In short, in the opinion of the Authority, company email systems (with the metadata they contain), with the related possibility of indirect control of workers’ activities, would not be considered as work tools “” for which (pursuant to article 4, second paragraph, of the Workers’ Statute) the union agreement or administrative authorization procedure is not required; or, more precisely, the aforementioned procedure would not be necessary only up to a maximum period of 7 days of retention of emails (extendable by 48 hours only in the presence of proven and documented needs that justify it).
This guideline – which offers a totally innovative interpretation compared to the reading of the legislation so far unanimously accepted by operators – would be determined by the fact that IT programs and services for e-mail management, marketed in cloud mode, can collect by default (in preventive and generalized way) and preserve for a long period of time, the metadata of the email accounts (date, time, sender, recipient, subject and size) used by the workers.
In truth, with the reform of article 4 introduced by Legislative Decree 151/2015, the category of “work tools” was introduced precisely to exempt them from the procedure envisaged for instruments of possible legitimate remote control (e.g. cameras).
It is superfluous to consider what significant impact a provision of this type has for companies, taking into account that it is, to say the least, unthinkable to cancel company correspondence after 7 days and this for multiple essential needs, ranging from the organization and management of the company activity itself, the need to document contracts and agreements, declarations, to provide proof of facts, etc. and which affect rights, including the organization of business and work, the right of defense, etc.

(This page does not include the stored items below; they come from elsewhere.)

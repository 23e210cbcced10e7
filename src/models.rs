use chrono::{DateTime, Utc};
use serde::{Deserialize, Serialize};
use utoipa::{IntoParams, ToSchema};

use crate::domain::{AccountType, OrderStatus, summary};

pub type UserId = u64;
pub type CustomerId = u64;
pub type CourierId = u64;
pub type RestaurantId = u64;
pub type ProductId = u64;
pub type OrderId = u64;

// Session

/// Identity persisted under the `userToken` key after a successful login.
#[derive(Serialize, Deserialize, Debug, Clone, PartialEq, Eq)]
pub struct UserToken {
    pub user_id: UserId,
    pub customer_id: Option<CustomerId>,
    pub courier_id: Option<CourierId>,
}

#[derive(Serialize, Deserialize, Debug, Clone, ToSchema)]
pub struct LoginRequest {
    pub email: String,
    pub password: String,
}

#[derive(Serialize, Deserialize, Debug, Clone, ToSchema)]
pub struct LoginResponse {
    pub success: bool,
    #[serde(default)]
    pub user_id: Option<UserId>,
    #[serde(default)]
    pub customer_id: Option<CustomerId>,
    #[serde(default)]
    pub courier_id: Option<CourierId>,
}

// Accounts

#[derive(Serialize, Deserialize, Debug, Clone, PartialEq, Eq, ToSchema)]
pub struct AccountDetails {
    pub primary_email: String,
    #[serde(default)]
    pub account_email: String,
    #[serde(default)]
    pub account_phone: String,
}

#[derive(Serialize, Deserialize, Debug, Clone, ToSchema)]
pub struct AccountUpdate {
    pub account_email: String,
    /// Digits only.
    pub account_phone: String,
    pub account_type: AccountType,
}

#[derive(Serialize, Deserialize, Debug, Clone, IntoParams)]
#[into_params(parameter_in = Query)]
pub struct AccountQuery {
    #[serde(rename = "type")]
    pub account_type: AccountType,
}

// Restaurants and products

#[derive(Serialize, Deserialize, Debug, Clone, PartialEq, ToSchema)]
pub struct Restaurant {
    pub id: RestaurantId,
    pub name: String,
    /// 1 to 3, rendered as `$`, `$$`, `$$$`.
    pub price_range: u8,
    /// Average customer rating, absent until the restaurant has been rated.
    #[serde(default)]
    pub rating: Option<u8>,
}

impl Restaurant {
    pub fn price_label(&self) -> String {
        "$".repeat(usize::from(self.price_range.max(1)))
    }
}

#[derive(Serialize, Deserialize, Debug, Clone, Default, IntoParams)]
#[into_params(parameter_in = Query)]
pub struct RestaurantFilter {
    #[serde(default, skip_serializing_if = "Option::is_none")]
    pub id: Option<RestaurantId>,
    /// Minimum average rating.
    #[serde(default, skip_serializing_if = "Option::is_none")]
    pub rating: Option<u8>,
    #[serde(default, skip_serializing_if = "Option::is_none")]
    pub price_range: Option<u8>,
}

#[derive(Serialize, Deserialize, Debug, Clone, PartialEq, Eq, ToSchema)]
pub struct Product {
    pub id: ProductId,
    pub name: String,
    /// Unit cost in cents.
    pub cost: u64,
    #[serde(default)]
    pub description: Option<String>,
}

#[derive(Serialize, Deserialize, Debug, Clone, Default, IntoParams)]
#[into_params(parameter_in = Query)]
pub struct ProductFilter {
    #[serde(default, skip_serializing_if = "Option::is_none")]
    pub restaurant: Option<RestaurantId>,
}

// Orders

#[derive(Serialize, Deserialize, Debug, Clone, PartialEq, Eq, ToSchema)]
pub struct LineItem {
    pub product_id: ProductId,
    #[serde(default)]
    pub product_name: String,
    pub quantity: u32,
    /// Unit cost in cents.
    pub unit_cost: u64,
    /// Line total in cents as reported by the backend.
    #[serde(default)]
    pub total_cost: u64,
}

impl LineItem {
    pub fn new(product: &Product, quantity: u32) -> Self {
        let mut item = Self {
            product_id: product.id,
            product_name: product.name.clone(),
            quantity,
            unit_cost: product.cost,
            total_cost: 0,
        };
        item.total_cost = item.line_total();
        item
    }

    /// `quantity × unit_cost`, saturating.
    pub fn line_total(&self) -> u64 {
        self.unit_cost.saturating_mul(u64::from(self.quantity))
    }
}

#[derive(Serialize, Deserialize, Debug, Clone, PartialEq, ToSchema)]
pub struct Order {
    pub id: OrderId,
    pub customer_id: CustomerId,
    pub restaurant_id: RestaurantId,
    #[serde(default)]
    pub restaurant_name: String,
    #[serde(default)]
    pub customer_address: String,
    #[serde(default)]
    pub courier_id: Option<CourierId>,
    #[serde(default)]
    pub courier_name: Option<String>,
    #[schema(value_type = String, example = "pending")]
    pub status: OrderStatus,
    #[serde(default)]
    pub products: Vec<LineItem>,
    /// Order total in cents.
    #[serde(default)]
    pub total_cost: u64,
    #[serde(default)]
    pub restaurant_rating: Option<u8>,
    pub created_at: DateTime<Utc>,
}

impl Order {
    /// Total recomputed from the line items.
    pub fn computed_total(&self) -> u64 {
        summary::line_items_total(&self.products)
    }

    pub fn total_is_consistent(&self) -> bool {
        self.computed_total() == self.total_cost
    }

    pub fn is_rated(&self) -> bool {
        self.restaurant_rating.is_some()
    }
}

#[derive(Serialize, Deserialize, Debug, Clone, PartialEq, Eq, ToSchema)]
pub struct NewOrderLine {
    pub id: ProductId,
    pub quantity: u32,
}

#[derive(Serialize, Deserialize, Debug, Clone, PartialEq, Eq, ToSchema)]
pub struct NewOrder {
    pub restaurant_id: RestaurantId,
    pub customer_id: CustomerId,
    pub products: Vec<NewOrderLine>,
}

#[derive(Serialize, Deserialize, Debug, Clone, IntoParams)]
#[into_params(parameter_in = Query)]
pub struct OrderQuery {
    /// Customer or courier id, depending on `type`.
    pub id: u64,
    #[serde(rename = "type")]
    pub account_type: AccountType,
}

#[derive(Serialize, Deserialize, Debug, Clone, PartialEq, Eq, ToSchema)]
pub struct StatusUpdate {
    #[schema(value_type = String, example = "in progress")]
    pub status: OrderStatus,
}

#[derive(Serialize, Deserialize, Debug, Clone, Copy, PartialEq, Eq, ToSchema)]
pub struct RatingRequest {
    pub restaurant_rating: u8,
}

// Deliveries

#[derive(Serialize, Deserialize, Debug, Clone, PartialEq, Eq, ToSchema)]
pub struct Delivery {
    pub id: u64,
    pub order_id: OrderId,
    #[serde(default)]
    pub courier_id: Option<CourierId>,
    #[schema(value_type = String, example = "in progress")]
    pub status: OrderStatus,
}

/// Error body returned by the backend on non-success responses.
#[derive(Serialize, Deserialize, Debug, Clone, ToSchema)]
pub struct ApiErrorBody {
    pub error: String,
}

All employers – based on this guideline – should therefore check the methods for storing e-mail in any external cloud services they use and, if the cases considered by the Authority apply, adopt the measures necessary to comply with data protection regulations through the following initiatives:
(i) the preventive blocking of metadata collection or the provision of limits to conservation within 7 days, in the basic settings of the programs (theoretical or “school” initiative, as this is a solution that is substantially impracticable in the ordinary management of the company)
or alternatively
(ii) the union agreement or, failing that, the authorization of the Labor Inspectorate (this would be, according to the recent Guidelines of the Guarantor, a substantially obligatory step for any company).
All of this, however (a) with adequate information to workers and (b) considering the collection and storage of metadata, the “vulnerability” of the interested parties in the work context and the risk of “systematic monitoring”, with a preventive assessment of data protection impact (DPIA).
For employers, therefore, there is a need to carry out internal checks on the characteristics of their company’s email management systems and to evaluate the initiatives to be taken – also having to reconsider the choices already made in the context preceding this innovative measure – to purposes of labor law compliance and regarding the processing of personal data.